Fikile April Mbalula (born 1 April 1971 in the Free State) is a South African politician who is the 17th Secretary-General of the African National Congress (ANC). A long-serving cabinet minister, he previously served as Minister of Sports and Recreation from 2010 to 2017, as Minister of Police from 2017 to 2018 and as Minister of Transport between 2019 and 2023. Mbalula is a former leader of the African National Congress Youth League. Mbalula also serves as the head of elections for the African National Congress.

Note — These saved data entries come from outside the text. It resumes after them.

#[async_trait]
impl Tool for DeleteContentTool {
    fn name(&self) -> &str {
        "delete_content"
    }

    fn description(&self) -> &str {
        "Delete a content item by id. Soft by default; hard=true removes the row and its history."
    }

    fn input_schema(&self) -> Value {
        serde_json::json!({
            "type": "object",
            "properties": {
                "id": { "type": "string" },
                "hard": { "type": "boolean", "default": false }
            },
            "required": ["id"]
        })
    }

    async fn execute(&self, input: Value) -> Result<Value, ToolError> {
        let id = require_str(&input, "id")?;
        let hard = input.get("hard").and_then(Value::as_bool).unwrap_or(false);

        if hard {
            self.repo.hard_delete(id).map_err(map_content_err)?;
        } else {
            self.repo
                .delete(id, Some(&self.changed_by))
                .map_err(map_content_err)?;
        }
        Ok(serde_json::json!({ "deleted": true, "id": id, "hard": hard }))
    }
}

/// Derive a slug from `data.title ?? data.name`: lowercase, non-alphanumerics
/// become hyphens, runs collapse, edges trim, capped at 100 chars.
pub fn derive_slug(data: &Value) -> Option<String> {
    let source = data
        .get("title")
        .and_then(Value::as_str)
        .or_else(|| data.get("name").and_then(Value::as_str))?;

    let mut slug = String::with_capacity(source.len());
    let mut pending_dash = false;
    for c in source.to_lowercase().chars() {
        if c.is_ascii_alphanumeric() {
            if pending_dash && !slug.is_empty() {
                slug.push('-');
            }
            slug.push(c);
            pending_dash = false;
        } else {
            pending_dash = true;
        }
    }
    slug.truncate(100);
    while slug.ends_with('-') {
        slug.pop();
    }

    if slug.is_empty() {
        None
    } else {
        Some(slug)
    }
}

/// Linear search predicate: top-level string fields, string tags, and the
/// same fields inside `data.items[]`.
fn matches_query(data: &Value, query_lower: &str) -> bool {
    if fields_match(data, query_lower) {
        return true;
    }
    if let Some(tags) = data.get("tags").and_then(Value::as_array) {
        if tags
            .iter()
            .filter_map(Value::as_str)
            .any(|t| t.to_lowercase().contains(query_lower))
        {
            return true;
        }
    }
    if let Some(items) = data.get("items").and_then(Value::as_array) {
        if items.iter().any(|item| fields_match(item, query_lower)) {
            return true;
        }
    }
    false
}

fn fields_match(obj: &Value, query_lower: &str) -> bool {
    SEARCH_FIELDS.iter().any(|field| {
        obj.get(field)
            .and_then(Value::as_str)
            .map(|s| s.to_lowercase().contains(query_lower))
            .unwrap_or(false)
    })
}

fn require_str<'a>(input: &'a Value, key: &str) -> Result<&'a str, ToolError> {
    input
        .get(key)
        .and_then(Value::as_str)
        .ok_or_else(|| ToolError::InvalidInput(format!("missing required parameter: {key}")))
}

fn require_type(input: &Value) -> Result<ContentType, ToolError> {
    let raw = require_str(input, "type")?;
    ContentType::parse(raw).map_err(|e| ToolError::InvalidInput(e.to_string()))
}

fn optional_type(input: &Value) -> Result<Option<ContentType>, ToolError> {
    match input.get("type").and_then(Value::as_str) {
        Some(raw) => ContentType::parse(raw)
            .map(Some)
            .map_err(|e| ToolError::InvalidInput(e.to_string())),
        None => Ok(None),
    }
}

fn to_items_json(items: Vec<folio_content::ContentItem>) -> Result<Value, ToolError> {
    Ok(serde_json::json!({
        "items": serde_json::to_value(items).map_err(internal)?
    }))
}

fn internal(e: serde_json::Error) -> ToolError {
    ToolError::Internal(e.to_string())
}

fn map_content_err(e: ContentError) -> ToolError {
    match e {
        ContentError::NotFound { id } => ToolError::NotFound(id),
        ContentError::VersionNotFound { .. } => ToolError::NotFound(e.to_string()),
        ContentError::SlugConflict { .. } | ContentError::SingletonConflict { .. } => {
            ToolError::Conflict(e.to_string())
        }
        ContentError::Validation(v) => ToolError::Validation(v),
        ContentError::UnknownType { .. } | ContentError::UnknownStatus { .. } => {
            ToolError::InvalidInput(e.to_string())
        }
        other => ToolError::Internal(other.to_string()),
    }
}
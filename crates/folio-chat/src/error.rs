use thiserror::Error;

use folio_llm::LlmError;

#[derive(Debug, Error)]
pub enum ChatError {
    #[error("invalid request: {0}")]
    InvalidRequest(String),

    #[error("rate limit exceeded, retry after {retry_after_secs}s")]
    RateLimited { retry_after_secs: u64 },

    #[error("chat session not found: {id}")]
    SessionNotFound { id: String },

    #[error("chat request deadline of {ms}ms exceeded")]
    DeadlineExceeded { ms: u64 },

    #[error(transparent)]
    Llm(#[from] LlmError),

    #[error("database error: {0}")]
    Database(#[from] rusqlite::Error),

    #[error("serialization error: {0}")]
    Serialization(#[from] serde_json::Error),
}

pub type Result<T> = std::result::Result<T, ChatError>;
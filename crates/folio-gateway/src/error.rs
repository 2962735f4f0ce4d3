//! The single HTTP error envelope: `{error: {code, message, requestId,
//! fields?, retryAfter?}}`, with error kinds mapped onto status codes in one
//! place.

use std::collections::BTreeMap;

use axum::http::StatusCode;
use axum::response::{IntoResponse, Response};
use axum::Json;
use folio_chat::ChatError;
use folio_content::ContentError;
use folio_llm::LlmError;
use serde_json::json;
use tracing::{error, warn};

/// Per-request error context: the request id echoed into every envelope, and
/// whether internal messages must be scrubbed (production).
#[derive(Debug, Clone)]
pub struct ErrCtx {
    pub request_id: String,
    pub production: bool,
}

#[derive(Debug)]
pub struct ApiError {
    pub status: StatusCode,
    pub code: &'static str,
    pub message: String,
    pub request_id: String,
    pub fields: Option<BTreeMap<String, Vec<String>>>,
    pub retry_after: Option<u64>,
}

impl ApiError {
    fn new(status: StatusCode, code: &'static str, message: impl Into<String>, ctx: &ErrCtx) -> Self {
        Self {
            status,
            code,
            message: message.into(),
            request_id: ctx.request_id.clone(),
            fields: None,
            retry_after: None,
        }
    }

    pub fn validation(message: impl Into<String>, ctx: &ErrCtx) -> Self {
        Self::new(StatusCode::BAD_REQUEST, "VALIDATION_ERROR", message, ctx)
    }

    pub fn validation_fields(fields: BTreeMap<String, Vec<String>>, ctx: &ErrCtx) -> Self {
        let mut err = Self::validation("Validation failed", ctx);
        err.fields = Some(fields);
        err
    }

    pub fn not_found(what: impl Into<String>, ctx: &ErrCtx) -> Self {
        Self::new(
            StatusCode::NOT_FOUND,
            "NOT_FOUND",
            format!("{} not found", what.into()),
            ctx,
        )
    }

    pub fn unauthorized(ctx: &ErrCtx) -> Self {
        Self::new(
            StatusCode::UNAUTHORIZED,
            "UNAUTHORIZED",
            "Invalid or missing admin key",
            ctx,
        )
    }

    pub fn conflict(message: impl Into<String>, ctx: &ErrCtx) -> Self {
        Self::new(StatusCode::CONFLICT, "CONFLICT", message, ctx)
    }

    pub fn rate_limited(retry_after_secs: u64, ctx: &ErrCtx) -> Self {
        let mut err = Self::new(
            StatusCode::TOO_MANY_REQUESTS,
            "RATE_LIMIT_EXCEEDED",
            "Too many requests",
            ctx,
        );
        err.retry_after = Some(retry_after_secs);
        err
    }

    pub fn upstream(message: impl Into<String>, ctx: &ErrCtx) -> Self {
        Self::new(
            StatusCode::BAD_GATEWAY,
            "UPSTREAM_UNAVAILABLE",
            message,
            ctx,
        )
    }

    pub fn internal(message: impl Into<String>, ctx: &ErrCtx) -> Self {
        let message = message.into();
        error!(request_id = %ctx.request_id, message, "internal error");
        let visible = if ctx.production {
            "An unexpected error occurred".to_string()
        } else {
            message
        };
        Self::new(StatusCode::INTERNAL_SERVER_ERROR, "INTERNAL_ERROR", visible, ctx)
    }
}

impl IntoResponse for ApiError {
    fn into_response(self) -> Response {
        if self.status.is_client_error() {
            warn!(
                request_id = %self.request_id,
                code = self.code,
                status = self.status.as_u16(),
                "request failed"
            );
        }

        let mut body = json!({
            "error": {
                "code": self.code,
                "message": self.message,
                "requestId": self.request_id,
            }
        });
        if let Some(fields) = &self.fields {
            body["error"]["fields"] = json!(fields);
        }
        if let Some(retry_after) = self.retry_after {
            body["error"]["retryAfter"] = json!(retry_after);
        }

        let mut response = (self.status, Json(body)).into_response();
        if let Some(retry_after) = self.retry_after {
            if let Ok(value) = retry_after.to_string().parse() {
                response.headers_mut().insert("Retry-After", value);
            }
        }
        response
    }
}

/// Map repository errors onto the envelope.
pub fn map_content_error(e: ContentError, ctx: &ErrCtx) -> ApiError {
    match e {
        ContentError::NotFound { id } => ApiError::not_found(format!("content {id}"), ctx),
        ContentError::VersionNotFound { id, version } => {
            ApiError::not_found(format!("version {version} of {id}"), ctx)
        }
        ContentError::SlugConflict { .. } | ContentError::SingletonConflict { .. } => {
            ApiError::conflict(e.to_string(), ctx)
        }
        ContentError::Validation(v) => ApiError::validation_fields(v.fields, ctx),
        ContentError::UnknownType { .. } | ContentError::UnknownStatus { .. } => {
            ApiError::validation(e.to_string(), ctx)
        }
        other => ApiError::internal(other.to_string(), ctx),
    }
}

/// Map chat pipeline errors onto the envelope.
pub fn map_chat_error(e: ChatError, ctx: &ErrCtx) -> ApiError {
    match e {
        ChatError::InvalidRequest(message) => ApiError::validation(message, ctx),
        ChatError::RateLimited { retry_after_secs } => {
            ApiError::rate_limited(retry_after_secs, ctx)
        }
        ChatError::SessionNotFound { id } => ApiError::not_found(format!("session {id}"), ctx),
        ChatError::Llm(llm) => map_llm_error(llm, ctx),
        other => ApiError::internal(other.to_string(), ctx),
    }
}

fn map_llm_error(e: LlmError, ctx: &ErrCtx) -> ApiError {
    match &e {
        LlmError::CircuitOpen { provider } => {
            ApiError::upstream(format!("LLM provider '{provider}' is unavailable"), ctx)
        }
        _ => ApiError::upstream(format!("LLM request failed: {e}"), ctx),
    }
}
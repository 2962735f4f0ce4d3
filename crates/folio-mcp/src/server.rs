//! Transport-independent JSON-RPC dispatch for the MCP surface.

use std::sync::Arc;

use folio_content::ContentRepository;
use folio_tools::{content_tools, ToolError, ToolRegistry};
use serde_json::{json, Value};
use thiserror::Error;
use tracing::debug;

pub const PROTOCOL_VERSION: &str = "2025-06-18";

pub const PARSE_ERROR: i64 = -32700;
pub const INVALID_REQUEST: i64 = -32600;
pub const METHOD_NOT_FOUND: i64 = -32601;
pub const INVALID_PARAMS: i64 = -32602;
pub const INTERNAL_ERROR: i64 = -32603;
pub const RESOURCE_NOT_FOUND: i64 = -32001;
pub const VALIDATION_FAILED: i64 = -32002;

#[derive(Debug, Error)]
pub enum McpError {
    #[error("Invalid request: {0}")]
    InvalidRequest(String),

    #[error("Method not found: {0}")]
    MethodNotFound(String),

    #[error("Invalid params: {0}")]
    InvalidParams(String),

    #[error("Resource not found: {0}")]
    ResourceNotFound(String),

    #[error("Validation failed: {0}")]
    ValidationFailed(String),

    #[error("Internal error: {0}")]
    Internal(String),
}

impl McpError {
    pub fn code(&self) -> i64 {
        match self {
            McpError::InvalidRequest(_) => INVALID_REQUEST,
            McpError::MethodNotFound(_) => METHOD_NOT_FOUND,
            McpError::InvalidParams(_) => INVALID_PARAMS,
            McpError::ResourceNotFound(_) => RESOURCE_NOT_FOUND,
            McpError::ValidationFailed(_) => VALIDATION_FAILED,
            McpError::Internal(_) => INTERNAL_ERROR,
        }
    }
}

impl From<ToolError> for McpError {
    fn from(e: ToolError) -> Self {
        match e {
            ToolError::InvalidInput(m) => McpError::InvalidParams(m),
            ToolError::NotFound(m) => McpError::ResourceNotFound(m),
            ToolError::Conflict(m) => McpError::ValidationFailed(m),
            ToolError::Validation(v) => McpError::ValidationFailed(v.to_string()),
            ToolError::Internal(m) => McpError::Internal(m),
        }
    }
}

/// One MCP server instance: the six content tools plus resources and prompts.
pub struct McpServer {
    repo: Arc<ContentRepository>,
    tools: ToolRegistry,
}

impl McpServer {
    pub fn new(repo: Arc<ContentRepository>) -> Self {
        let tools = content_tools::mcp_registry(repo.clone(), "mcp");
        Self { repo, tools }
    }

    /// `SELECT 1` against the backing store.
    pub fn ping_db(&self) -> anyhow::Result<()> {
        self.repo.ping().map_err(|e| anyhow::anyhow!(e))
    }

    /// Dispatch one JSON-RPC request. Notifications (no `id`) return `None`.
    pub async fn handle(&self, request: &Value) -> Option<Value> {
        let id = request.get("id").cloned();
        let method = request.get("method").and_then(Value::as_str).unwrap_or("");
        let params = request.get("params").cloned().unwrap_or(json!({}));
        let is_notification = id.is_none();

        debug!(method, notification = is_notification, "mcp request");

        if method.starts_with("notifications/") {
            return None;
        }
        let id = id.unwrap_or(Value::Null);

        let result = self.dispatch(method, &params).await;
        match result {
            Ok(result) => Some(ok_response(id, result)),
            Err(e) if is_notification => {
                debug!(method, error = %e, "error handling notification; dropped");
                None
            }
            Err(e) => Some(err_response(id, e.code(), &e.to_string())),
        }
    }

    async fn dispatch(&self, method: &str, params: &Value) -> Result<Value, McpError> {
        match method {
            "initialize" => Ok(json!({
                "protocolVersion": PROTOCOL_VERSION,
                "capabilities": {
                    "tools": {},
                    "resources": {},
                    "prompts": {}
                },
                "serverInfo": {
                    "name": "folio",
                    "version": env!("CARGO_PKG_VERSION")
                }
            })),

            "ping" => Ok(json!({})),

            "tools/list" => {
                let tools: Vec<Value> = self
                    .tools
                    .iter()
                    .map(|t| {
                        json!({
                            "name": t.name(),
                            "description": t.description(),
                            "inputSchema": t.input_schema(),
                        })
                    })
                    .collect();
                Ok(json!({ "tools": tools }))
            }

            "tools/call" => {
                let name = params
                    .get("name")
                    .and_then(Value::as_str)
                    .ok_or_else(|| McpError::InvalidParams("missing tool name".to_string()))?;
                let arguments = params.get("arguments").cloned().unwrap_or(json!({}));

                let tool = self.tools.get(name).ok_or_else(|| {
                    McpError::MethodNotFound(format!("unknown tool: {name}"))
                })?;
                let data = tool.execute(arguments).await.map_err(McpError::from)?;
                Ok(json!({
                    "content": [{ "type": "text", "text": data.to_string() }],
                    "isError": false
                }))
            }

            "resources/list" => Ok(json!({
                "resources": crate::resources::list_resources()
            })),

            "resources/read" => {
                let uri = params
                    .get("uri")
                    .and_then(Value::as_str)
                    .ok_or_else(|| McpError::InvalidParams("missing uri".to_string()))?;
                let contents = crate::resources::read_resource(&self.repo, uri)?;
                Ok(json!({ "contents": [contents] }))
            }

            "prompts/list" => Ok(json!({
                "prompts": crate::prompts::list_prompts()
            })),

            "prompts/get" => {
                let name = params
                    .get("name")
                    .and_then(Value::as_str)
                    .ok_or_else(|| McpError::InvalidParams("missing prompt name".to_string()))?;
                let arguments = params.get("arguments").cloned().unwrap_or(json!({}));
                let (description, text) = crate::prompts::get_prompt(name, &arguments)?;
                Ok(json!({
                    "description": description,
                    "messages": [{
                        "role": "user",
                        "content": { "type": "text", "text": text }
                    }]
                }))
            }

            other => Err(McpError::MethodNotFound(other.to_string())),
        }
    }
}

pub fn ok_response(id: Value, result: Value) -> Value {
    json!({
        "jsonrpc": "2.0",
        "id": id,
        "result": result
    })
}

pub fn err_response(id: Value, code: i64, message: &str) -> Value {
    json!({
        "jsonrpc": "2.0",
        "id": id,
        "error": { "code": code, "message": message }
    })
}
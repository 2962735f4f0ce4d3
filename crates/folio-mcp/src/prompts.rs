//! Prompt templates exposed over MCP.

use serde_json::{json, Value};

use crate::server::McpError;

const AUDIENCES: &[&str] = &["recruiter", "technical", "general"];
const DEPTHS: &[&str] = &["overview", "detailed", "deep-dive"];

pub fn list_prompts() -> Vec<Value> {
    vec![
        json!({
            "name": "summarize_portfolio",
            "description": "Summarize the published portfolio for a given audience.",
            "arguments": [
                {
                    "name": "audience",
                    "description": "Who the summary is for: recruiter, technical, or general.",
                    "required": true
                }
            ]
        }),
        json!({
            "name": "explain_project",
            "description": "Explain one project at a chosen level of detail.",
            "arguments": [
                { "name": "slug", "description": "Slug of the project to explain.", "required": true },
                {
                    "name": "depth",
                    "description": "overview, detailed, or deep-dive.",
                    "required": true
                }
            ]
        }),
        json!({
            "name": "compare_skills",
            "description": "Compare the portfolio's skills against a job's requirements.",
            "arguments": [
                {
                    "name": "requiredSkills",
                    "description": "Comma-separated list of required skills.",
                    "required": true
                },
                {
                    "name": "niceToHave",
                    "description": "Comma-separated list of nice-to-have skills.",
                    "required": false
                }
            ]
        }),
    ]
}

/// Render a prompt. Returns `(description, message text)`.
pub fn get_prompt(name: &str, arguments: &Value) -> Result<(String, String), McpError> {
    match name {
        "summarize_portfolio" => {
            let audience = require_enum(arguments, "audience", AUDIENCES)?;
            let angle = match audience {
                "recruiter" => "hiring signal: responsibilities, impact, and seniority",
                "technical" => "technical depth: stacks, architecture decisions, and trade-offs",
                _ => "an accessible overview in plain language",
            };
            Ok((
                format!("Portfolio summary for a {audience} audience"),
                format!(
                    "Read the published portfolio with the list_content and get_content \
                     tools (projects, experience, education, skills, about). Then write a \
                     summary for a {audience} audience, focusing on {angle}. Keep it under \
                     300 words."
                ),
            ))
        }

        "explain_project" => {
            let slug = require_str(arguments, "slug")?;
            let depth = require_enum(arguments, "depth", DEPTHS)?;
            let instruction = match depth {
                "overview" => "Give a three-sentence overview of what it is and why it matters.",
                "detailed" => {
                    "Describe the problem, the approach, the stack, and the outcome in a few paragraphs."
                }
                _ => {
                    "Walk through the architecture and implementation in depth, including design \
                     decisions, trade-offs, and what you would do differently."
                }
            };
            Ok((
                format!("Explanation of project '{slug}' ({depth})"),
                format!(
                    "Fetch the project with get_content (type \"project\", slug \"{slug}\"). \
                     {instruction}"
                ),
            ))
        }

        "compare_skills" => {
            let required = require_str(arguments, "requiredSkills")?;
            let nice_to_have = arguments
                .get("niceToHave")
                .and_then(Value::as_str)
                .unwrap_or("");
            let mut text = format!(
                "List the portfolio's skills with list_content (type \"skill\") and compare \
                 them against these required skills: {required}."
            );
            if !nice_to_have.is_empty() {
                text.push_str(&format!(" Also note coverage of these nice-to-have skills: {nice_to_have}."));
            }
            text.push_str(
                " Report matches, near-matches (related skills), and gaps, each as a short list.",
            );
            Ok(("Skill comparison against a role's requirements".to_string(), text))
        }

        other => Err(McpError::MethodNotFound(format!("unknown prompt: {other}"))),
    }
}

fn require_str<'a>(arguments: &'a Value, key: &str) -> Result<&'a str, McpError> {
    arguments
        .get(key)
        .and_then(Value::as_str)
        .filter(|s| !s.trim().is_empty())
        .ok_or_else(|| McpError::InvalidParams(format!("missing required argument: {key}")))
}

fn require_enum<'a>(
    arguments: &'a Value,
    key: &str,
    allowed: &[&str],
) -> Result<&'a str, McpError> {
    let value = require_str(arguments, key)?;
    if allowed.contains(&value) {
        Ok(value)
    } else {
        Err(McpError::InvalidParams(format!(
            "{key} must be one of: {}",
            allowed.join(", ")
        )))
    }
}
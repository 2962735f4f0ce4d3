use std::net::SocketAddr;
use std::sync::Arc;

use folio_gateway::app;
use folio_mcp::{McpHttpState, McpServer};
use tracing::{error, info};

#[tokio::main]
async fn main() -> anyhow::Result<()> {
    tracing_subscriber::fmt()
        .with_env_filter(
            tracing_subscriber::EnvFilter::try_from_default_env()
                .unwrap_or_else(|_| "folio_gateway=info,tower_http=debug".into()),
        )
        .init();

    // A panicking worker task must not die silently.
    std::panic::set_hook(Box::new(|info| {
        error!(panic = %info, "panic");
    }));

    // load config: explicit FOLIO_CONFIG path > ./folio.toml
    let config_path = std::env::var("FOLIO_CONFIG").ok();
    let config = folio_core::config::FolioConfig::load(config_path.as_deref())?;

    if config.server.telemetry {
        info!("telemetry toggle is set but no exporter is bundled; ignoring");
    }

    // `folio-gateway mcp-stdio` serves a single MCP peer over stdin/stdout.
    if std::env::args().nth(1).as_deref() == Some("mcp-stdio") {
        let conn = app::open_db(&config.database.path)?;
        let repo = Arc::new(folio_content::ContentRepository::new(
            conn,
            Arc::new(folio_core::events::EventBus::new()),
        ));
        return folio_mcp::stdio::run(McpServer::new(repo)).await;
    }

    let bind = config.server.bind.clone();
    let port = config.server.port;

    let state = app::AppState::from_config(config)?;
    spawn_event_logger(state.events.clone());

    let mcp_state = McpHttpState::new(McpServer::new(state.repo.clone()));
    let router = app::build_router(state, folio_mcp::router(mcp_state));

    let addr: SocketAddr = format!("{bind}:{port}").parse()?;
    info!("folio gateway listening on {addr}");

    let listener = tokio::net::TcpListener::bind(addr).await?;
    axum::serve(
        listener,
        router.into_make_service_with_connect_info::<SocketAddr>(),
    )
    .await?;

    Ok(())
}

/// Drain the event bus into the structured log. Registered before the server
/// starts taking traffic, as all listeners must be.
fn spawn_event_logger(events: Arc<folio_core::events::EventBus>) {
    let mut rx = events.subscribe();
    tokio::spawn(async move {
        while let Some(event) = rx.recv().await {
            match serde_json::to_string(&event) {
                Ok(payload) => info!(event = event.key(), payload = %payload, "domain event"),
                Err(_) => info!(event = event.key(), "domain event"),
            }
        }
    });
}
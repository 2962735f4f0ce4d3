pub mod db;
pub mod error;
pub mod repository;
pub mod types;
pub mod validate;

pub use error::{ContentError, Result};
pub use repository::ContentRepository;
pub use types::{
    Bundle, ChangeType, ContentItem, ContentStatus, ContentType, CreateContent, HistoryEntry,
    ListQuery, UpdateContent,
};
pub use validate::{validate_content_data, validate_slug, ValidationError};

Mbalula was elected Secretary-General of the ANC at the 55th National Conference of the African National Congress in December 2022.

Career
Mbalula was appointed Deputy Minister of Police in the cabinet of Jacob Zuma in May 2009 and later became the Minister of Sport and Recreation after President Zuma changed his cabinet. On 31 March 2017, following a controversial reshuffling in the cabinet, Mbalula was appointed as Minister of Police taking over from Nathi Nhleko after lobbying from the ANC Youth League and possibly as a reward for loyalty towards Zuma, according to media speculation.

In the 2009 general elections he was the manager of the ANC election campaign, which was considered highly successful.

Mbalula was elected to the ANC NEC at the party's Polokwane conference in December 2007 in 15th place, measured by the number of votes. He subsequently retired as president of the ANC Youth League of which, at age 36, he was no longer eligible to be a member.

Mbalula was elected president of the ANC Youth League in August 2004, having previously held the post of secretary general.

Mbalula has been credited with installing South African President Thabo Mbeki in that position, and for later deposing him as head of the ANC. His support has also been described as key in gaining Zuma the ANC presidency in a hard-fought race with Mbeki.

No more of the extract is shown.